However, a failure of the integrated control system (ICS) module resulted in the failure of SP7B. Operators attempted to take manual control of SP7B; however, they could not restore SG 1 level prior to actuation of SFRCS. Although operators could not restore SG 1 level prior to the SFRCS actuation, operators maintained the ability to manually control MFW and AFW flow via SP7B throughout the event. The base SPAR model does not include this manual action. Therefore, the MFW-SG11-Feed fault tree was modified to account for the manual control of SP7B. Specifically, a new AND gate MFW-AOV-SP7B was added under existing OR gate MFW-AOV-SF7B. Existing basic event MFW-AOV-CC-SP7B (startup control valve SP7B to SG 1-1 fails to open) was moved under MFW-AOV-SP7B. In addition, a new basic event MFW-XHE-XM-SP7B (operators fail to manually open/control SP7B) was added under gate MFW-AOV-SP7B.

The modified MFW-SG11-Feed fault tree is shown Figure B-1 in Appendix B.

  • Failure of AVVs. After the MSIVs closed, the AVVs should have automatically opened by the plants ICS. However, failure of two limit switches that provide position indication of the MSIVs resulted in the failure of the AVVs to automatically open. Operators attempted to take control of the AVVs from the main control room (MCR). Subsequently, AVV 2 partially opened and could not be controlled from the MCR due to failure its controllers feedback arm. Operators subsequently isolated its instrument air supply to close AVV 2, and then stationed an operator locally to control the valve via its handwheel, as directed by procedures and training. To account for the failures and operator actions, the SG-HEAT-RELEASE fault tree was modified.
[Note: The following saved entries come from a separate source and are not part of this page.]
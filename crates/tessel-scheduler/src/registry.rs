use std::fmt;
use std::future::Future;
use std::ops::Range;
use std::sync::Arc;

use async_trait::async_trait;

use crate::error::{Result, SchedulerError};
use crate::router;
use crate::types::Task;

/// Caller-supplied executable for one task type.
///
/// Factories must be idempotent: a task may run more than once for the same
/// slice when a node fails between executing it and finishing its lease.
/// An `Err` (or a panic) is recorded as a failed execution; the task is
/// rescheduled either way.
#[async_trait]
pub trait TaskFactory: Send + Sync {
    async fn run(&self, task: Task) -> anyhow::Result<()>;
}

#[async_trait]
impl<F, Fut> TaskFactory for F
where
    F: Fn(Task) -> Fut + Send + Sync,
    Fut: Future<Output = anyhow::Result<()>> + Send + 'static,
{
    async fn run(&self, task: Task) -> anyhow::Result<()> {
        (self)(task).await
    }
}

/// Immutable descriptor of a kind of recurring work.
#[derive(Clone)]
pub struct TaskType {
    name: String,
    segment_count: u32,
    segment_offset_count: u32,
    factory: Arc<dyn TaskFactory>,
}

impl TaskType {
    /// Build a descriptor, rejecting segment arithmetic that does not divide
    /// evenly.
    pub fn new(
        name: impl Into<String>,
        segment_count: u32,
        segment_offset_count: u32,
        factory: Arc<dyn TaskFactory>,
    ) -> Result<Self> {
        let name = name.into();
        if name.trim().is_empty() {
            return Err(SchedulerError::Config(
                "task type name must not be empty".to_string(),
            ));
        }
        router::validate(segment_count, segment_offset_count)
            .map_err(|e| SchedulerError::Config(format!("task type {name}: {e}")))?;
        Ok(Self {
            name,
            segment_count,
            segment_offset_count,
            factory,
        })
    }

    pub fn name(&self) -> &str {
        &self.name
    }

    pub fn segment_count(&self) -> u32 {
        self.segment_count
    }

    pub fn segment_offset_count(&self) -> u32 {
        self.segment_offset_count
    }

    pub fn factory(&self) -> &Arc<dyn TaskFactory> {
        &self.factory
    }

    /// Lease group of `segment`.
    pub fn segment_offset(&self, segment: u32) -> u32 {
        router::segment_offset(segment, self.segment_count, self.segment_offset_count)
    }

    /// Segments guarded by the lease at `offset`.
    pub fn segments_in_group(&self, offset: u32) -> Range<u32> {
        router::segments_in_group(offset, self.segment_count, self.segment_offset_count)
    }
}

impl fmt::Debug for TaskType {
    fn fmt(&self, f: &mut fmt::Formatter<'_>) -> fmt::Result {
        f.debug_struct("TaskType")
            .field("name", &self.name)
            .field("segment_count", &self.segment_count)
            .field("segment_offset_count", &self.segment_offset_count)
            .finish_non_exhaustive()
    }
}

/// Task types in registration order.
///
/// Built during initialization (mutable), shared read-only once the
/// scheduler starts. Order matters: the executor drains types one after the
/// other in exactly this order.
#[derive(Debug, Default)]
pub struct TaskTypeRegistry {
    types: Vec<Arc<TaskType>>,
}

impl TaskTypeRegistry {
    pub fn new() -> Self {
        Self { types: Vec::new() }
    }

    pub fn register(&mut self, task_type: TaskType) -> Result<()> {
        if self.get(task_type.name()).is_some() {
            return Err(SchedulerError::Config(format!(
                "task type {} is already registered",
                task_type.name()
            )));
        }
        self.types.push(Arc::new(task_type));
        Ok(())
    }

    pub fn get(&self, name: &str) -> Option<&Arc<TaskType>> {
        self.types.iter().find(|t| t.name() == name)
    }

    /// Like [`get`](Self::get) but an unknown name is an error.
    pub fn require(&self, name: &str) -> Result<&Arc<TaskType>> {
        self.get(name).ok_or_else(|| SchedulerError::UnknownTaskType {
            name: name.to_string(),
        })
    }

    pub fn iter(&self) -> impl Iterator<Item = &Arc<TaskType>> {
        self.types.iter()
    }

    pub fn len(&self) -> usize {
        self.types.len()
    }

    pub fn is_empty(&self) -> bool {
        self.types.is_empty()
    }
}
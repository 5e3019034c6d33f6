use std::fmt;
use std::sync::RwLock;
use std::time::Duration;

use chrono::{DateTime, SecondsFormat, Utc};
use serde::{Deserialize, Serialize};

/// A wall-clock instant truncated to a fixed granularity.
///
/// Time slices identify a generation of work: every task and lease row is
/// keyed by one. They are plain values, compared by equality and ordering.
#[derive(Debug, Clone, Copy, PartialEq, Eq, PartialOrd, Ord, Hash, Serialize, Deserialize)]
pub struct TimeSlice(DateTime<Utc>);

impl TimeSlice {
    /// Truncate `instant` down to the nearest multiple of `granularity`
    /// (measured from the Unix epoch).
    ///
    /// A zero granularity is treated as one millisecond.
    pub fn of(instant: DateTime<Utc>, granularity: Duration) -> Self {
        let step = millis_of(granularity).max(1);
        let millis = instant.timestamp_millis();
        // rem_euclid keeps pre-epoch instants truncating downwards too
        let truncated = millis - millis.rem_euclid(step);
        Self(DateTime::from_timestamp_millis(truncated).unwrap_or(instant))
    }

    /// The slice `interval` after this one. Saturates at the largest
    /// representable instant.
    pub fn plus(self, interval: Duration) -> Self {
        let delta = chrono::Duration::milliseconds(millis_of(interval));
        Self(
            self.0
                .checked_add_signed(delta)
                .unwrap_or(DateTime::<Utc>::MAX_UTC),
        )
    }

    pub fn instant(&self) -> DateTime<Utc> {
        self.0
    }

    /// Epoch milliseconds, the representation used in storage.
    pub fn as_millis(&self) -> i64 {
        self.0.timestamp_millis()
    }

    pub fn from_millis(millis: i64) -> Option<Self> {
        DateTime::from_timestamp_millis(millis).map(Self)
    }
}

impl From<TimeSlice> for DateTime<Utc> {
    fn from(slice: TimeSlice) -> Self {
        slice.0
    }
}

impl fmt::Display for TimeSlice {
    fn fmt(&self, f: &mut fmt::Formatter<'_>) -> fmt::Result {
        f.write_str(&self.0.to_rfc3339_opts(SecondsFormat::Secs, true))
    }
}

pub(crate) fn millis_of(d: Duration) -> i64 {
    i64::try_from(d.as_millis()).unwrap_or(i64::MAX)
}

/// Source of "now" for the scheduler.
pub trait Clock: Send + Sync {
    fn now(&self) -> DateTime<Utc>;
}

/// Wall clock used in production.
#[derive(Debug, Clone, Copy, Default)]
pub struct SystemClock;

impl Clock for SystemClock {
    fn now(&self) -> DateTime<Utc> {
        Utc::now()
    }
}

/// Settable clock for tests and replay tooling.
#[derive(Debug)]
pub struct FixedClock {
    now: RwLock<DateTime<Utc>>,
}

impl FixedClock {
    pub fn new(now: DateTime<Utc>) -> Self {
        Self {
            now: RwLock::new(now),
        }
    }

    pub fn set(&self, now: DateTime<Utc>) {
        match self.now.write() {
            Ok(mut guard) => *guard = now,
            Err(poisoned) => *poisoned.into_inner() = now,
        }
    }
}

impl Clock for FixedClock {
    fn now(&self) -> DateTime<Utc> {
        match self.now.read() {
            Ok(guard) => *guard,
            Err(poisoned) => *poisoned.into_inner(),
        }
    }
}
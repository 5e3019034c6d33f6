//! Lease discovery and segment execution for one time slice.

use std::collections::HashSet;
use std::panic::AssertUnwindSafe;
use std::sync::Arc;
use std::time::Duration;

use futures_util::future::join_all;
use futures_util::FutureExt;
use tokio::sync::{watch, OwnedSemaphorePermit, Semaphore};
use tokio::task::JoinSet;
use tracing::{debug, info, warn};

use crate::error::StoreResult;
use crate::registry::{TaskFactory, TaskType, TaskTypeRegistry};
use crate::store::{LeaseStore, TaskStore};
use crate::time::TimeSlice;
use crate::types::{DrainReport, ExecutionResults, Lease, Task};

/// Drains time slices: discovers leases, competes for them, and runs the
/// tasks of every lease it wins.
///
/// Cheap to clone; clones share stores, registry and permits.
#[derive(Clone)]
pub struct Executor {
    leases: Arc<dyn LeaseStore>,
    tasks: Arc<dyn TaskStore>,
    registry: Arc<TaskTypeRegistry>,
    permits: Arc<Semaphore>,
    owner: Arc<str>,
    backoff: Duration,
    shutdown: Option<watch::Receiver<bool>>,
}

/// Result of processing one acquired lease.
struct GroupOutcome {
    segment_offset: u32,
    report: DrainReport,
}

impl Executor {
    pub fn new(
        leases: Arc<dyn LeaseStore>,
        tasks: Arc<dyn TaskStore>,
        registry: Arc<TaskTypeRegistry>,
        permits: Arc<Semaphore>,
        owner: impl Into<String>,
        backoff: Duration,
    ) -> Self {
        Self {
            leases,
            tasks,
            registry,
            permits,
            owner: Arc::from(owner.into()),
            backoff,
            shutdown: None,
        }
    }

    /// Let `shutdown` interrupt permit waits and rediscovery pauses.
    pub fn with_shutdown(mut self, shutdown: watch::Receiver<bool>) -> Self {
        self.shutdown = Some(shutdown);
        self
    }

    pub fn owner(&self) -> &str {
        &self.owner
    }

    /// Process every lease of `time_slice`, one task type after the other in
    /// registration order, then delete the slice's lease partition.
    ///
    /// Store errors never abort the drain; the affected leases are retried on
    /// the next discovery pass. Only shutdown ends a drain early, and then
    /// the partition is kept so the remaining leases stay discoverable.
    pub async fn drain(&self, time_slice: TimeSlice) -> DrainReport {
        debug!(%time_slice, owner = %self.owner, "draining time slice");
        let mut report = DrainReport::default();

        for task_type in self.registry.iter() {
            let type_report = self.drain_type(time_slice, task_type).await;
            report.absorb(&type_report);
            if type_report.interrupted {
                break;
            }
        }

        if report.interrupted {
            warn!(%time_slice, "drain interrupted by shutdown, keeping lease partition");
            return report;
        }

        if let Err(e) = self.leases.delete_lease_partition(time_slice).await {
            warn!(%time_slice, error = %e, "failed to delete lease partition");
        }
        if report.leases_finished > 0 {
            info!(
                %time_slice,
                leases = report.leases_finished,
                tasks = report.tasks_executed,
                failed = report.tasks_failed,
                "time slice drained"
            );
        }
        report
    }

    /// Run discovery passes for one task type until none of its leases is
    /// left unfinished.
    async fn drain_type(&self, time_slice: TimeSlice, task_type: &Arc<TaskType>) -> DrainReport {
        let mut report = DrainReport::default();
        let mut groups: JoinSet<GroupOutcome> = JoinSet::new();
        let mut in_flight: HashSet<u32> = HashSet::new();

        loop {
            while let Some(joined) = groups.try_join_next() {
                collect(joined, &mut in_flight, &mut report);
            }

            let leases: Vec<Lease> = match self.leases.find_unfinished_leases(time_slice).await {
                Ok(all) => all
                    .into_iter()
                    .filter(|l| l.task_type == task_type.name())
                    .collect(),
                Err(e) => {
                    warn!(%time_slice, task_type = task_type.name(), error = %e, "failed to load leases");
                    if !self.pause().await {
                        report.interrupted = true;
                        break;
                    }
                    continue;
                }
            };
            if leases.is_empty() {
                break;
            }

            let mut acquisitions = Vec::new();
            for lease in leases {
                let resume = match lease.owner() {
                    None => false,
                    Some(owner) if owner == &*self.owner => {
                        if in_flight.contains(&lease.segment_offset) {
                            continue;
                        }
                        true
                    }
                    Some(owner) => {
                        debug!(%lease, %owner, "lease held by another node");
                        continue;
                    }
                };

                let Some(permit) = self.acquire_permit().await else {
                    report.interrupted = true;
                    break;
                };

                if resume {
                    debug!(%lease, "resuming own unfinished lease");
                    self.spawn_group(&mut groups, &mut in_flight, time_slice, task_type, lease, permit);
                    continue;
                }

                let store = Arc::clone(&self.leases);
                let owner = Arc::clone(&self.owner);
                acquisitions.push(tokio::spawn(async move {
                    let acquired = store.acquire(&lease, &owner).await;
                    (lease, permit, acquired)
                }));
            }

            // every acquisition of this pass reports before rediscovery
            for attempt in join_all(acquisitions).await {
                let (lease, permit, acquired) = match attempt {
                    Ok(attempt) => attempt,
                    Err(e) => {
                        warn!(error = %e, "lease acquisition task failed");
                        continue;
                    }
                };
                match acquired {
                    Ok(true) => {
                        debug!(%lease, "lease acquired");
                        self.spawn_group(&mut groups, &mut in_flight, time_slice, task_type, lease, permit);
                    }
                    Ok(false) => debug!(%lease, "lost lease race"),
                    Err(e) => warn!(%lease, error = %e, "failed to acquire lease"),
                }
            }

            if report.interrupted || !self.pause().await {
                report.interrupted = true;
                break;
            }
        }

        while let Some(joined) = groups.join_next().await {
            collect(joined, &mut in_flight, &mut report);
        }
        report
    }

    fn spawn_group(
        &self,
        groups: &mut JoinSet<GroupOutcome>,
        in_flight: &mut HashSet<u32>,
        time_slice: TimeSlice,
        task_type: &Arc<TaskType>,
        lease: Lease,
        permit: OwnedSemaphorePermit,
    ) {
        let segment_offset = lease.segment_offset;
        in_flight.insert(segment_offset);
        let work = self
            .clone()
            .process_group(time_slice, Arc::clone(task_type), lease, permit);
        groups.spawn(async move {
            match AssertUnwindSafe(work).catch_unwind().await {
                Ok(outcome) => outcome,
                Err(_) => {
                    warn!(segment_offset, "lease processing panicked");
                    GroupOutcome {
                        segment_offset,
                        report: DrainReport::default(),
                    }
                }
            }
        });
    }

    /// Execute and reschedule every segment guarded by `lease`, then mark it
    /// finished. The permit is held until the lease is finished or abandoned.
    async fn process_group(
        self,
        time_slice: TimeSlice,
        task_type: Arc<TaskType>,
        lease: Lease,
        permit: OwnedSemaphorePermit,
    ) -> GroupOutcome {
        let _permit = permit;
        let mut report = DrainReport::default();
        let segment_offset = lease.segment_offset;

        for segment in task_type.segments_in_group(segment_offset) {
            match self.process_segment(time_slice, &task_type, segment).await {
                Ok(results) => {
                    report.tasks_executed += results.executed.len();
                    report.tasks_failed += results.failed();
                }
                Err(e) => {
                    // leave the lease unfinished; the next pass resumes it
                    warn!(%lease, segment, error = %e, "segment processing failed");
                    return GroupOutcome {
                        segment_offset,
                        report,
                    };
                }
            }
        }

        match self.leases.finish(&lease, &self.owner).await {
            Ok(true) => {
                debug!(%lease, "lease finished");
                report.leases_finished += 1;
            }
            Ok(false) => warn!(%lease, "lease no longer owned by this node"),
            Err(e) => warn!(%lease, error = %e, "failed to finish lease"),
        }
        GroupOutcome {
            segment_offset,
            report,
        }
    }

    async fn process_segment(
        &self,
        time_slice: TimeSlice,
        task_type: &TaskType,
        segment: u32,
    ) -> StoreResult<ExecutionResults> {
        let mut results = ExecutionResults::new(time_slice, task_type.name(), segment);
        let tasks = self
            .tasks
            .find_tasks(task_type.name(), time_slice, segment)
            .await?;
        if tasks.is_empty() {
            return Ok(results);
        }

        for task in tasks {
            let succeeded = run_task(task_type.factory().as_ref(), task.clone()).await;
            results.add(task, succeeded);
        }

        for executed in &results.executed {
            if let Some(next) = executed.task.next_time_slice(time_slice) {
                schedule_at(
                    self.leases.as_ref(),
                    self.tasks.as_ref(),
                    task_type,
                    next,
                    &executed.task,
                )
                .await?;
            }
        }
        self.tasks
            .delete_task_segment(task_type.name(), time_slice, segment)
            .await?;

        debug!(
            %time_slice,
            task_type = task_type.name(),
            segment,
            executed = results.executed.len(),
            failed = results.failed(),
            "segment processed"
        );
        Ok(results)
    }

    /// Wait for a permit. `None` when shutdown interrupts the wait.
    async fn acquire_permit(&self) -> Option<OwnedSemaphorePermit> {
        let acquire = Arc::clone(&self.permits).acquire_owned();
        match self.shutdown.clone() {
            None => acquire.await.ok(),
            Some(mut rx) => {
                if *rx.borrow() {
                    return None;
                }
                tokio::select! {
                    permit = acquire => permit.ok(),
                    _ = wait_for_shutdown(&mut rx) => None,
                }
            }
        }
    }

    /// Sleep for the rediscovery backoff. `false` when shutdown was signalled.
    async fn pause(&self) -> bool {
        match self.shutdown.clone() {
            None => {
                tokio::time::sleep(self.backoff).await;
                true
            }
            Some(mut rx) => {
                if *rx.borrow() {
                    return false;
                }
                tokio::select! {
                    _ = tokio::time::sleep(self.backoff) => true,
                    _ = wait_for_shutdown(&mut rx) => false,
                }
            }
        }
    }
}

/// Write `task` into `time_slice` together with the lease guarding its
/// segment. The lease goes first so a task row is never left without one.
pub(crate) async fn schedule_at(
    leases: &dyn LeaseStore,
    tasks: &dyn TaskStore,
    task_type: &TaskType,
    time_slice: TimeSlice,
    task: &Task,
) -> StoreResult<()> {
    let lease = Lease::new(
        time_slice,
        task_type.name(),
        task_type.segment_offset(task.segment),
    );
    leases.create_lease(&lease).await?;
    tasks.insert_task(time_slice, task).await
}

async fn run_task(factory: &dyn TaskFactory, task: Task) -> bool {
    let target = task.target.clone();
    match AssertUnwindSafe(factory.run(task)).catch_unwind().await {
        Ok(Ok(())) => true,
        Ok(Err(e)) => {
            warn!(%target, error = %e, "task failed");
            false
        }
        Err(_) => {
            warn!(%target, "task panicked");
            false
        }
    }
}

/// Resolves once `rx` reads `true`. Never resolves if the sender is dropped
/// without signalling.
async fn wait_for_shutdown(rx: &mut watch::Receiver<bool>) {
    while !*rx.borrow_and_update() {
        if rx.changed().await.is_err() {
            std::future::pending::<()>().await;
        }
    }
}

fn collect(
    joined: Result<GroupOutcome, tokio::task::JoinError>,
    in_flight: &mut HashSet<u32>,
    report: &mut DrainReport,
) {
    match joined {
        Ok(outcome) => {
            in_flight.remove(&outcome.segment_offset);
            report.absorb(&outcome.report);
        }
        Err(e) => warn!(error = %e, "lease processing task failed"),
    }
}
Specifically, new AND gates SSC-5A and SSC-7A were inserted under existing gates SSC-5 and SSC-7, respectively. A new basic event MSS-ICS-LIMITSWITCHES (ICS limit switches fail resulting is loss of automatic AVV control) was inserted under both gates SSC-5A and SSC-7A. In addition, new basic events MSS-XHE-XM-AVV2 (operators fail to manually control AVV2 locally) and MSS-XHE-XM-AVV1 (operators fail to manually control AVV1 from MCR), were inserted under existing gates SSC-5a and SSC-7a, respectively. In addition, new house event HE-LOCHS (loss of condenser heat sink initiating event has occurred) was inserted under gates SSC-4 and SSC-6. House event HE-LOCHS was also added to the LOCHS flag set. The modified SG-HEAT-RELEASE fault tree is shown Figure B-2 in Appendix B.
  • Fault Tree Correction. House event HE-LOCHS was added under the top gate of the MFW fault tree to ensure that the MFW system was considered unavailable given a LOCHS during a postulated anticipated transient without scram (ATWS).

3.4 Analysis Assumptions The following modeling assumptions were determined to be significant to the modeling of this initiating event assessment:

  • The probability of IE-LOCHS (loss of condenser heat sink) was set to 1.0 due to automatic SI actuation. All other initiating event probabilities were set to zero.
  • Basic event MFW-AOV-CC-SP7B was set to TRUE due to the failure SP7B to automatically open when SG 1 experienced low level.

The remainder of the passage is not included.